WHAT YOU SHOULD DO>
Each line from the start of the records through the line containing "use crate::storage::TimerConfig;" is to be transcribed exactly, and no other line is to be included.

Stored data entries:
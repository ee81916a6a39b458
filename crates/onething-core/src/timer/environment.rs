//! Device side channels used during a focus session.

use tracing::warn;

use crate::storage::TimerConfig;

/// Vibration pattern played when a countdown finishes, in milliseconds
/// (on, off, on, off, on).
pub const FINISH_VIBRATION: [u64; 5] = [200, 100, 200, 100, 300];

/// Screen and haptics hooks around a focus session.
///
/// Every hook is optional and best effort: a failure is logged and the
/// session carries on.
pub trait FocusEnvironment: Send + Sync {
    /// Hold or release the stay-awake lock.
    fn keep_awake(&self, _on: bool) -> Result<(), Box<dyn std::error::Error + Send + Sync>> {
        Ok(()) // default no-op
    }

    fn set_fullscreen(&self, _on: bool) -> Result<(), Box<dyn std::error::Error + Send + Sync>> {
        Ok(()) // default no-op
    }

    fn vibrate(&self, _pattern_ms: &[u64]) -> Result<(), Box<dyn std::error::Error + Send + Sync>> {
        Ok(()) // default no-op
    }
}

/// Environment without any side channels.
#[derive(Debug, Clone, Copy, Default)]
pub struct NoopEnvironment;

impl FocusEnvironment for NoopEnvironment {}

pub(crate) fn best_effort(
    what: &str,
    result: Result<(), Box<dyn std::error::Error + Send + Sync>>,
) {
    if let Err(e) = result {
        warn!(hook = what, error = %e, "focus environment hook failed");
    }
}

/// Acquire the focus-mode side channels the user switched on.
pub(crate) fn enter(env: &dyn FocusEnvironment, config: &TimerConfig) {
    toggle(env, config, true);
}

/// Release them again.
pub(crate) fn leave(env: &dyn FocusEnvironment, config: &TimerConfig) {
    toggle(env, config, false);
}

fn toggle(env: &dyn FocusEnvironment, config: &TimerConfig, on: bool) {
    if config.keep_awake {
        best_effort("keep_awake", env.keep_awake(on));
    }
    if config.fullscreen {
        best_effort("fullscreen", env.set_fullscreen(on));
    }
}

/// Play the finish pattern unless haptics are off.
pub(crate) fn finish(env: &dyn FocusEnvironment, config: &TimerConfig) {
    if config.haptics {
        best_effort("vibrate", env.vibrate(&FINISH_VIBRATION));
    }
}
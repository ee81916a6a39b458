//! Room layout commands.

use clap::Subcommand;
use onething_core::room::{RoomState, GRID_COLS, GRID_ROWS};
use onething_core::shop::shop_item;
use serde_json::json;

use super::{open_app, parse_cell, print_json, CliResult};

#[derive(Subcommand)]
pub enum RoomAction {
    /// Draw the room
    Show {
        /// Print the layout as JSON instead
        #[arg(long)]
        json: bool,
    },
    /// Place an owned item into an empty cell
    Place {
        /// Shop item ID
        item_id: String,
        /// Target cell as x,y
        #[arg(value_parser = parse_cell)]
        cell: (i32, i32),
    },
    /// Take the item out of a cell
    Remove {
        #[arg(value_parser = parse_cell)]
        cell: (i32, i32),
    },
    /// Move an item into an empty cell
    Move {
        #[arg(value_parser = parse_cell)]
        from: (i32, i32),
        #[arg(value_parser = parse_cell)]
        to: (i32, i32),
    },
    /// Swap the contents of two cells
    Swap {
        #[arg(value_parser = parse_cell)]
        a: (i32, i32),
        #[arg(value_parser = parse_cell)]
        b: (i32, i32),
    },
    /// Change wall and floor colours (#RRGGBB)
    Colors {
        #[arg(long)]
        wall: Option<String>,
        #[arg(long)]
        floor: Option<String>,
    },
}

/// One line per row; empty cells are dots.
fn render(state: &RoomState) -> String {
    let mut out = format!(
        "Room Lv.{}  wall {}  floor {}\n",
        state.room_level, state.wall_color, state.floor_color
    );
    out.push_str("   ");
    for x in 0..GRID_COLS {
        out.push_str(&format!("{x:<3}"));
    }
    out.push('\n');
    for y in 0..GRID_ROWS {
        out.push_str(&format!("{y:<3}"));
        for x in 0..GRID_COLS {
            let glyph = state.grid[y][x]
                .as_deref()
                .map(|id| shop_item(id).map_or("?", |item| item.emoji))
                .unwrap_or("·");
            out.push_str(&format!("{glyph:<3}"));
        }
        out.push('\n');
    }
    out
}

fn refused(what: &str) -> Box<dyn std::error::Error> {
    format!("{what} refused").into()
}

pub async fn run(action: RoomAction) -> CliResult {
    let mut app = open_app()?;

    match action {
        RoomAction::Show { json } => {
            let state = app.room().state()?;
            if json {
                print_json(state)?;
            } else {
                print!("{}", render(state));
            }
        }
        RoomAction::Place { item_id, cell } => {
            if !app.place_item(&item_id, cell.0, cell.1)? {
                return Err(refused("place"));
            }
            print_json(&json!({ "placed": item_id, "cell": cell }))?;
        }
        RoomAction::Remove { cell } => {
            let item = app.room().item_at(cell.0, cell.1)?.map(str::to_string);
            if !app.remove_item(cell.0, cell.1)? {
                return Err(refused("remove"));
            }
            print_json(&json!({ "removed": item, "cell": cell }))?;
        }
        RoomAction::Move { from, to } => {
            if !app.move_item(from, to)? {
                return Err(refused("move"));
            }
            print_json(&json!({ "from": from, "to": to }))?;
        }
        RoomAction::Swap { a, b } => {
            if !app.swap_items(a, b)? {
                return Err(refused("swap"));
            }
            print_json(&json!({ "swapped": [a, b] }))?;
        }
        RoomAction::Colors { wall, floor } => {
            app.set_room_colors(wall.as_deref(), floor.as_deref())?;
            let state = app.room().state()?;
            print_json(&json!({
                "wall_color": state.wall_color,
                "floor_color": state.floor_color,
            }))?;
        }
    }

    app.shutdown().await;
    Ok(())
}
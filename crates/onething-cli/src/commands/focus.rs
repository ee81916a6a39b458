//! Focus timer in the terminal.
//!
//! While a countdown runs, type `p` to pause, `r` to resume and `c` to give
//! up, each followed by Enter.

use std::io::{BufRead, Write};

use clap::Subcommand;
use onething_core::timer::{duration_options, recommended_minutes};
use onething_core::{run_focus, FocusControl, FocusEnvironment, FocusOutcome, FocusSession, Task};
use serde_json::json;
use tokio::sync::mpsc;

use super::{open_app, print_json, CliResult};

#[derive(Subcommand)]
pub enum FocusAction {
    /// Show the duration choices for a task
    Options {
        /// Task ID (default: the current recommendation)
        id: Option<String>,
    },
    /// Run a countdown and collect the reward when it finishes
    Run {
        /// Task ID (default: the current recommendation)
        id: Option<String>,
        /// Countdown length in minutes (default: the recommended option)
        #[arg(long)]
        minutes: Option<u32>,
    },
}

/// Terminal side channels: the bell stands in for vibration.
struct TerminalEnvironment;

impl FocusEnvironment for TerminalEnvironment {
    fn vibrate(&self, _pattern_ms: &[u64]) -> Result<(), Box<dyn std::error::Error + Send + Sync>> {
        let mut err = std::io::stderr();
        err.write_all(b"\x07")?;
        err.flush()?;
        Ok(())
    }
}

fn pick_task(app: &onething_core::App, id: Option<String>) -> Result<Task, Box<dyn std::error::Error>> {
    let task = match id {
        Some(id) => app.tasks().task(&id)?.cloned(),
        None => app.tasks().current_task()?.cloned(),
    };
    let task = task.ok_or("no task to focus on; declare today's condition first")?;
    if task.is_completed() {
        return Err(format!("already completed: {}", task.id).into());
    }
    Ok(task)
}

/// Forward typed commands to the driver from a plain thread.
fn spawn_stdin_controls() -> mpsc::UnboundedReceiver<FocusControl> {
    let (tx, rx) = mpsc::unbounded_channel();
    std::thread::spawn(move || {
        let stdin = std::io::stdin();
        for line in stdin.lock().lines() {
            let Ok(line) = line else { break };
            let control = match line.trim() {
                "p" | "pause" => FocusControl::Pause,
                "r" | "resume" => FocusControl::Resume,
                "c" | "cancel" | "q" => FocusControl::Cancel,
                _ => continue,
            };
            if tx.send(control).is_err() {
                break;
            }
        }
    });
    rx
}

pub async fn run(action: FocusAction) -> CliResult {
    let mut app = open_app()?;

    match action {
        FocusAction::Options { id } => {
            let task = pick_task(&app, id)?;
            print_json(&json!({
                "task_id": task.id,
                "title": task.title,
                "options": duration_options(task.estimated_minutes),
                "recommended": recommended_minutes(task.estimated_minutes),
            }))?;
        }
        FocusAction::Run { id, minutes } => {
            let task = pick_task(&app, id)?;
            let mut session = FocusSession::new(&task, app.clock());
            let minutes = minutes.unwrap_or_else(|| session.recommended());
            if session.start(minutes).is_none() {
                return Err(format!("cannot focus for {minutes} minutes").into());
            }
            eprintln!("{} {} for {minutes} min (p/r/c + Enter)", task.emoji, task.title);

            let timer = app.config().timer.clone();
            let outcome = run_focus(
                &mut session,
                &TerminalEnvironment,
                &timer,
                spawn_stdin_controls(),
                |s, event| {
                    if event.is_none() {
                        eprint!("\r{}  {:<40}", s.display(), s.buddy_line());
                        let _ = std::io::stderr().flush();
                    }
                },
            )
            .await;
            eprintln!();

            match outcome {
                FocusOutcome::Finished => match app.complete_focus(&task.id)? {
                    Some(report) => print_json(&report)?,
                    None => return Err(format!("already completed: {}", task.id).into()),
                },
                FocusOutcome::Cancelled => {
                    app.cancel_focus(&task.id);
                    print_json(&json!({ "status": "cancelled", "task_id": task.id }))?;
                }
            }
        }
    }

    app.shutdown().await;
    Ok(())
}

COMPLETED TASK>
repository ee81916a6a39b458
filename crates/onething-core/src/timer/environment.rs
//! Device side channels used during a focus session.

use tracing::warn;

use crate::storage::TimerConfig;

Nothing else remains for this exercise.